Hawking was born to a family of doctors in Oxford and earned himself a first-class Bachelor of Arts degree with honours from the University College there (a part of Oxford University), before moving to Trinity Hall (a part of Cambridge University) where he earned his PhD in applied mathematics and theoretical physics. Relatively soon after earning his PhD, he was diagnosed with a form of motor neurone disease which would slowly paralyse him. This didn’t affect his thought processes, however, and in 1974 he presented what was probably one of his greatest achievements: Hawking Radiation. This showed that black holes did emit something, after all, a type of radiation, before this it was thought they devoured everything.
There is too much to write about here, but I wanted to briefly touch on Hawking’s sense of humour. Despite the apparent severity and dourness of theoretical and applied sciences, Hawking had quite a cheeky sense of humour and appeared on many different programs with entertaining roles on Futurama, The Simpsons, The Big Bang Theory and many more, even starring as part of the live Monty Python reunion shows.
Bremont’s tribute to Hawking is quite eye-catching.

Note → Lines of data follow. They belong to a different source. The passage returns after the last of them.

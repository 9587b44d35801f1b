//! Levenshtein distance is a metric, and agrees with an independent implementation.

use bkmatch::{distance, distance_within, Distance};
use proptest::prelude::*;

use crate::common::oracle_distance;

/// Short byte strings over the full byte range, including invalid UTF-8.
fn bytes_strategy() -> impl Strategy<Value = Vec<u8>> {
    prop::collection::vec(any::<u8>(), 0..12)
}

/// Words over a tiny alphabet, so pairs are often close.
fn word_strategy() -> impl Strategy<Value = String> {
    prop::string::string_regex("[abc]{0,8}").unwrap()
}

proptest! {
    #![proptest_config(ProptestConfig::with_cases(512))]

    #[test]
    fn prop_matches_strsim(a in bytes_strategy(), b in bytes_strategy()) {
        prop_assert_eq!(distance(&a, &b) as usize, oracle_distance(&a, &b));
    }

    #[test]
    fn prop_matches_strsim_on_near_words(a in word_strategy(), b in word_strategy()) {
        prop_assert_eq!(
            distance(a.as_bytes(), b.as_bytes()) as usize,
            oracle_distance(a.as_bytes(), b.as_bytes())
        );
    }

    #[test]
    fn prop_identity(a in bytes_strategy(), b in bytes_strategy()) {
        prop_assert_eq!(distance(&a, &a), 0);
        prop_assert_eq!(distance(&a, &b) == 0, a == b);
    }

    #[test]
    fn prop_symmetry(a in bytes_strategy(), b in bytes_strategy()) {
        prop_assert_eq!(distance(&a, &b), distance(&b, &a));
    }

    #[test]
    fn prop_triangle_inequality(
        a in word_strategy(),
        b in word_strategy(),
        c in word_strategy(),
    ) {
        let (a, b, c) = (a.as_bytes(), b.as_bytes(), c.as_bytes());
        prop_assert!(distance(a, c) <= distance(a, b) + distance(b, c));
    }

    #[test]
    fn prop_length_bounds(a in bytes_strategy(), b in bytes_strategy()) {
        let d = distance(&a, &b) as usize;
        prop_assert!(d >= a.len().abs_diff(b.len()));
        prop_assert!(d <= a.len().max(b.len()));
    }

    #[test]
    fn prop_bounded_agrees_with_full(
        a in word_strategy(),
        b in word_strategy(),
        max in 0u32..6,
    ) {
        let full: Distance = distance(a.as_bytes(), b.as_bytes());
        let bounded = distance_within(a.as_bytes(), b.as_bytes(), max);
        if full <= max {
            prop_assert_eq!(bounded, Some(full));
        } else {
            prop_assert_eq!(bounded, None);
        }
    }
}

The dial is subdued at first glance but becomes more complicated when you take a closer look. It’s dominated by a black disk with a spiral pattern at the centre which represents the black holes found in space which Hawking devoted much of his life to. There’s a retrograde seconds hand with a 30-second scale below the centre of the dial and a big date window comprising two disks above it.
Around the back of the 42mm case is a display tribute to Hawking. A piece of meteorite represents the cosmos which he spent so long studying, and an etching represents the night sky from his birth date on the 8th of January, 1942. The main attraction here, though, are the four circular disks which are crafted from wood. The wood used for these disks comes from the desk which Hawking sat at while working on most of his theories; it was one of his most treasured possessions. Below that disk is an automatic calibre BE-33AE which is chronometer-certified and has a power reserve of 42-hours.

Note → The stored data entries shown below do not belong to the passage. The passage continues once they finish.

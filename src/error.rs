// Copyright 2025-present Harīṣh Tummalachērla
// SPDX-License-Identifier: Apache-2.0

//! Errors surfaced by reconstruction and persistence.
//!
//! Three kinds, and the caller always gets to tell them apart:
//!
//! - `Io`: the file could not be opened, read or written.
//! - `Format`: the bytes are not a tree (bad magic, truncated stream,
//!   malformed record, a child index past the node count).
//! - `IndexOutOfRange`: an index-form record references a node that does
//!   not exist.
//!
//! Nothing here is retried or logged away. Inserting a duplicate term and
//! searching with a negative distance are not errors at all.

use std::io;

use thiserror::Error;

#[derive(Debug, Error)]
pub enum BkError {
    /// Opening, reading or writing the underlying file failed.
    #[error("i/o error: {0}")]
    Io(#[from] io::Error),

    /// The byte stream or record sequence is not a valid tree.
    #[error("malformed tree data: {0}")]
    Format(String),

    /// A serialized child index points past the end of the record sequence.
    #[error("node index {index} out of range for {len} records")]
    IndexOutOfRange { index: u64, len: usize },
}

impl BkError {
    pub(crate) fn format(msg: impl Into<String>) -> Self {
        BkError::Format(msg.into())
    }

    /// Map a read failure: running out of bytes means the stream is
    /// truncated (a format problem), anything else is a real I/O error.
    pub(crate) fn from_read(err: io::Error, what: &str) -> Self {
        if err.kind() == io::ErrorKind::UnexpectedEof {
            BkError::Format(format!("truncated stream while reading {what}"))
        } else {
            BkError::Io(err)
        }
    }
}

pub type Result<T> = std::result::Result<T, BkError>;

For the very first time, Bremont has released both a gents and ladies version of one of its signature limited-edition models. The 34mm ladies version features a meteorite dial with Hawking’s name on and a date window at 6 O’clock. Around the back of the watch is an automatic rotor with another piece of Hawking’s treasured desk attached. This version is limited to 88 examples and will cost from $9995.

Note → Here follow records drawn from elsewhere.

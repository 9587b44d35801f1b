// Copyright 2025-present Harīṣh Tummalachērla
// SPDX-License-Identifier: Apache-2.0

//! The BK-tree: terms arranged by their mutual edit distance.
//!
//! Every node keeps its children keyed by exact distance, at most one child
//! per distance. That is all the triangle inequality needs: if a query is `d`
//! away from a node, anything within `k` of the query hangs off an edge
//! weighted somewhere in `[d - k, d + k]`. Everything else can be skipped.
//!
//! # Storage
//!
//! Nodes live in a flat arena (`Vec<Node>`) and refer to their children by
//! [`NodeId`]. Each node has exactly one parent, the root sits at index 0,
//! and there are no cycles. The same index scheme doubles as the
//! serialization form, so there is no pointer-to-position side table.
//!
//! Insertion order decides the shape. Nothing rebalances: feeding sorted
//! input can produce a tall, narrow tree. Queries stay correct, they just
//! visit more nodes. Both insert and search walk iteratively, so a
//! degenerate tree costs time, never stack.

mod index_form;
mod search;

pub(crate) use index_form::{assemble, Layout};

use crate::fuzzy::distance;
use crate::types::{Distance, NodeId};

/// A weighted edge to a child node.
#[derive(Debug, Clone, Copy, PartialEq, Eq)]
pub(crate) struct Edge {
    pub(crate) distance: Distance,
    pub(crate) child: NodeId,
}

/// One stored term and its outgoing edges, in insertion order.
#[derive(Debug, Clone, PartialEq, Eq)]
pub(crate) struct Node {
    pub(crate) term: Box<[u8]>,
    pub(crate) children: Vec<Edge>,
}

impl Node {
    fn leaf(term: &[u8]) -> Self {
        Self {
            term: term.into(),
            children: Vec::new(),
        }
    }

    /// The child hanging off the edge weighted exactly `d`, if any.
    fn child_at(&self, d: Distance) -> Option<NodeId> {
        self.children
            .iter()
            .find(|edge| edge.distance == d)
            .map(|edge| edge.child)
    }
}

/// Shape summary, as reported by `bkmatch inspect`.
#[derive(Debug, Clone, Copy, Default, PartialEq, Eq)]
pub struct TreeStats {
    /// Stored terms.
    pub nodes: usize,
    /// Parent-child links (`nodes - 1` for a non-empty tree).
    pub edges: usize,
    /// Longest root-to-leaf path, counted in nodes. 0 for an empty tree.
    pub depth: usize,
    /// Largest number of children under a single node.
    pub max_children: usize,
}

/// A Burkhard-Keller tree over byte-sequence terms, using Levenshtein distance.
///
/// ```
/// use bkmatch::BkTree;
///
/// let mut tree = BkTree::new();
/// for word in ["book", "books", "cake", "boo", "cape", "cart"] {
///     tree.insert(word);
/// }
///
/// let found: Vec<_> = tree.search("book", 1).iter().map(|m| m.to_owned_pair()).collect();
/// assert_eq!(found, vec![
///     ("book".to_string(), 0),
///     ("boo".to_string(), 1),
///     ("books".to_string(), 1),
/// ]);
/// ```
#[derive(Debug, Clone, Default, PartialEq, Eq)]
pub struct BkTree {
    nodes: Vec<Node>,
}

impl BkTree {
    /// An empty tree.
    pub fn new() -> Self {
        Self { nodes: Vec::new() }
    }

    /// Build a tree directly from an arena. Callers guarantee the arena is a
    /// tree rooted at index 0.
    pub(crate) fn from_arena(nodes: Vec<Node>) -> Self {
        Self { nodes }
    }

    /// Add `term` to the tree.
    ///
    /// Returns `true` if a node was created. A term already present is
    /// absorbed silently (distance 0 to an existing node) and returns `false`.
    ///
    /// # Panics
    ///
    /// If the tree already holds `u32::MAX` nodes, the most a [`NodeId`]
    /// (and the file format) can address.
    pub fn insert<T: AsRef<[u8]>>(&mut self, term: T) -> bool {
        let term = term.as_ref();
        if self.nodes.is_empty() {
            self.nodes.push(Node::leaf(term));
            return true;
        }

        let mut current = NodeId::ROOT;
        loop {
            let node = &self.nodes[current.as_usize()];
            let d = distance(&node.term, term);
            if d == 0 {
                return false;
            }

            match node.child_at(d) {
                Some(child) => current = child,
                None => {
                    let id = self.next_id();
                    self.nodes.push(Node::leaf(term));
                    self.nodes[current.as_usize()]
                        .children
                        .push(Edge { distance: d, child: id });
                    return true;
                }
            }
        }
    }

    /// Is `term` stored in the tree? Follows a single path, no range search.
    pub fn contains<T: AsRef<[u8]>>(&self, term: T) -> bool {
        let term = term.as_ref();
        if self.nodes.is_empty() {
            return false;
        }

        let mut current = NodeId::ROOT;
        loop {
            let node = self.node(current);
            let d = distance(&node.term, term);
            if d == 0 {
                return true;
            }
            match node.child_at(d) {
                Some(child) => current = child,
                None => return false,
            }
        }
    }

    /// Number of stored terms.
    pub fn len(&self) -> usize {
        self.nodes.len()
    }

    pub fn is_empty(&self) -> bool {
        self.nodes.is_empty()
    }

    /// The root's id, or `None` for an empty tree.
    pub fn root(&self) -> Option<NodeId> {
        (!self.nodes.is_empty()).then_some(NodeId::ROOT)
    }

    /// Stored terms in arena order: insertion order for built trees, record
    /// order for loaded ones.
    pub fn terms(&self) -> impl Iterator<Item = &[u8]> + '_ {
        self.nodes.iter().map(|node| &*node.term)
    }

    /// The term stored at `id`, if the id is in range.
    pub fn term(&self, id: NodeId) -> Option<&[u8]> {
        self.nodes.get(id.as_usize()).map(|node| &*node.term)
    }

    /// `(distance, child)` edges of `id`, in insertion order.
    pub fn children(&self, id: NodeId) -> impl Iterator<Item = (Distance, NodeId)> + '_ {
        self.nodes
            .get(id.as_usize())
            .into_iter()
            .flat_map(|node| node.children.iter().map(|edge| (edge.distance, edge.child)))
    }

    /// Count nodes, edges, depth and widest fan-out in one pass.
    pub fn stats(&self) -> TreeStats {
        let mut stats = TreeStats {
            nodes: self.nodes.len(),
            ..TreeStats::default()
        };
        if self.nodes.is_empty() {
            return stats;
        }

        let mut stack = vec![(NodeId::ROOT, 1usize)];
        while let Some((id, depth)) = stack.pop() {
            let node = self.node(id);
            stats.depth = stats.depth.max(depth);
            stats.edges += node.children.len();
            stats.max_children = stats.max_children.max(node.children.len());
            stack.extend(node.children.iter().map(|edge| (edge.child, depth + 1)));
        }
        stats
    }

    #[inline]
    pub(crate) fn node(&self, id: NodeId) -> &Node {
        &self.nodes[id.as_usize()]
    }

    fn next_id(&self) -> NodeId {
        match u32::try_from(self.nodes.len()) {
            Ok(id) if id < u32::MAX => NodeId(id),
            _ => panic!("BkTree is full: node ids are limited to u32"),
        }
    }
}

impl<T: AsRef<[u8]>> Extend<T> for BkTree {
    fn extend<I: IntoIterator<Item = T>>(&mut self, iter: I) {
        for term in iter {
            self.insert(term);
        }
    }
}

impl<T: AsRef<[u8]>> FromIterator<T> for BkTree {
    fn from_iter<I: IntoIterator<Item = T>>(iter: I) -> Self {
        let mut tree = BkTree::new();
        tree.extend(iter);
        tree
    }
}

If you want one of the 42mm versions, there are three available. The steel-cased watch will sell for $9995, in rose gold that price jumps to $22,495 and for the white gold variant, the price jumps again to $23,495. The steel version is limited to 388 examples while the two gold ones are limited to 88 each, which are symbolising the year 1988 which is when Hawking released his best-seller book “A Brief History of Time”. It spent 237 weeks on the Sunday Times’ list of best-selling books, which was a new record at the time.